TASK DIRECTIONS> Each line that includes the word "zvrd" should be copied from the records.

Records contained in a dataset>
········

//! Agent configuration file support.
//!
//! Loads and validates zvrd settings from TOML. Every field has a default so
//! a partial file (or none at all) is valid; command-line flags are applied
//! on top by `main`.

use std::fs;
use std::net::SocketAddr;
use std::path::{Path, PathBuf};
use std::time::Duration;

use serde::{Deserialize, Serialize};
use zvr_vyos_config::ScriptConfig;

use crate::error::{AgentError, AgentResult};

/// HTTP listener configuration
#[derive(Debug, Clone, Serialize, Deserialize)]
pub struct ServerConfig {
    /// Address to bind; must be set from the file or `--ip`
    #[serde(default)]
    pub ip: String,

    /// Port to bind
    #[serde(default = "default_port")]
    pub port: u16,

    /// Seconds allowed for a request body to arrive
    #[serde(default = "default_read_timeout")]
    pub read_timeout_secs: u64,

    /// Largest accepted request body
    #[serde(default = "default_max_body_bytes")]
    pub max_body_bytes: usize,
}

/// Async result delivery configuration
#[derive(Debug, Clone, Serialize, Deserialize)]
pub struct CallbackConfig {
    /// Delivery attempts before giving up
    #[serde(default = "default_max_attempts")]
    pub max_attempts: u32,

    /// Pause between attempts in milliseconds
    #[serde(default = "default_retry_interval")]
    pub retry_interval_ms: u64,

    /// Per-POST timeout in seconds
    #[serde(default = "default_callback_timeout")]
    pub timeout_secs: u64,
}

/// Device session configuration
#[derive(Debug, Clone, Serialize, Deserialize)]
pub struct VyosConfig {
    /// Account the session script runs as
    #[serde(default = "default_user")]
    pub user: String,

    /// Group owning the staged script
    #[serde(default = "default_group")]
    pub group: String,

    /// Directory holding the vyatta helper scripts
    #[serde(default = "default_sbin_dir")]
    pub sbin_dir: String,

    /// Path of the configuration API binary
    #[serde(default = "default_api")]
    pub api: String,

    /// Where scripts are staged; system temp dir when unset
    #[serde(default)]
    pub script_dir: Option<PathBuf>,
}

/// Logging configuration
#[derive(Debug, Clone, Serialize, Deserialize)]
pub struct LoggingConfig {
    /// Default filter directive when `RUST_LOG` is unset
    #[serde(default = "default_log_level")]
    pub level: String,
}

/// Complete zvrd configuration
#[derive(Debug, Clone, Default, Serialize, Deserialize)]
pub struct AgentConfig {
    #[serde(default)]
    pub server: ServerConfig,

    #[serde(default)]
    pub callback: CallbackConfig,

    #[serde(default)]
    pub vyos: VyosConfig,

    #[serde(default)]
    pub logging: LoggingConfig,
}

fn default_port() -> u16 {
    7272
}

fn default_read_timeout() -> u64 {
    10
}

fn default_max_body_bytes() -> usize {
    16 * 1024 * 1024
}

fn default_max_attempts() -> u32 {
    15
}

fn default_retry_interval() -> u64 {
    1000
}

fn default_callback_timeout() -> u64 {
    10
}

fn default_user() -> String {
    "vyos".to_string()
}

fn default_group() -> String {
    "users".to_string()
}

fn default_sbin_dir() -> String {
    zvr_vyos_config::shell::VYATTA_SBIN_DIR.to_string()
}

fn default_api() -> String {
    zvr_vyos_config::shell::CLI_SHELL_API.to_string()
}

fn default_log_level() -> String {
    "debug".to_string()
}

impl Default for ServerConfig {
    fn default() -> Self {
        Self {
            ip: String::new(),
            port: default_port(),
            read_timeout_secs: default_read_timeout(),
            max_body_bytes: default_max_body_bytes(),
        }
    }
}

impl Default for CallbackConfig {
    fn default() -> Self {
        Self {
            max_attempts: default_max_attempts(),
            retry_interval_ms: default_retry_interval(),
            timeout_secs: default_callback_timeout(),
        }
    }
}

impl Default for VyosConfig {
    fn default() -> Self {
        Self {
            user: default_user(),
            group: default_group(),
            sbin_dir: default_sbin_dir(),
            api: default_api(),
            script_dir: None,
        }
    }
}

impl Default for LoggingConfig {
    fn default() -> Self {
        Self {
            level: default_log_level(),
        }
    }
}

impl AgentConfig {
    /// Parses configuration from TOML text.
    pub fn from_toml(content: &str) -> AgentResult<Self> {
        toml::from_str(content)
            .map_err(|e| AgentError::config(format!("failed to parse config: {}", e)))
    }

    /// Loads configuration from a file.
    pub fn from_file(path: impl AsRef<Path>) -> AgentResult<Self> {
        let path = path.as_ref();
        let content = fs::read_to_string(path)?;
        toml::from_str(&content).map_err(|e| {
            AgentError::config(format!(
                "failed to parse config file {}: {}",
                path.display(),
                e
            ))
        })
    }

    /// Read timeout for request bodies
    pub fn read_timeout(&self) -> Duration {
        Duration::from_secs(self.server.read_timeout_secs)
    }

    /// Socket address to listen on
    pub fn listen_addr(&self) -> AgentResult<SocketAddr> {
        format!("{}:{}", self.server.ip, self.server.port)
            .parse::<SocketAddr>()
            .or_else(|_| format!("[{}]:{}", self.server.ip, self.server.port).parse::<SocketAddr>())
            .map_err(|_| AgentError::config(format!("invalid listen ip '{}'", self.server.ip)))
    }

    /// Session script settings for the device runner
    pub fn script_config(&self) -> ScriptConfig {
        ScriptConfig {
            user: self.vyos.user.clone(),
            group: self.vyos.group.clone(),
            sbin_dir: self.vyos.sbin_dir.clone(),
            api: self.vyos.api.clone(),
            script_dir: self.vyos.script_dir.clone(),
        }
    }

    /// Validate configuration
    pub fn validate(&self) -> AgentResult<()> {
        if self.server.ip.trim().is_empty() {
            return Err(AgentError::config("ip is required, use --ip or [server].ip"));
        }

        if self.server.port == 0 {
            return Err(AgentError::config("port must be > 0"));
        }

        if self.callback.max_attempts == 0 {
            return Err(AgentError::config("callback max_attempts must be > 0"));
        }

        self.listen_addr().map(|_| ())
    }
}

········

EXERCISE RESULT>
//! Loads and validates zvrd settings from TOML. Every field has a default so
/// Complete zvrd configuration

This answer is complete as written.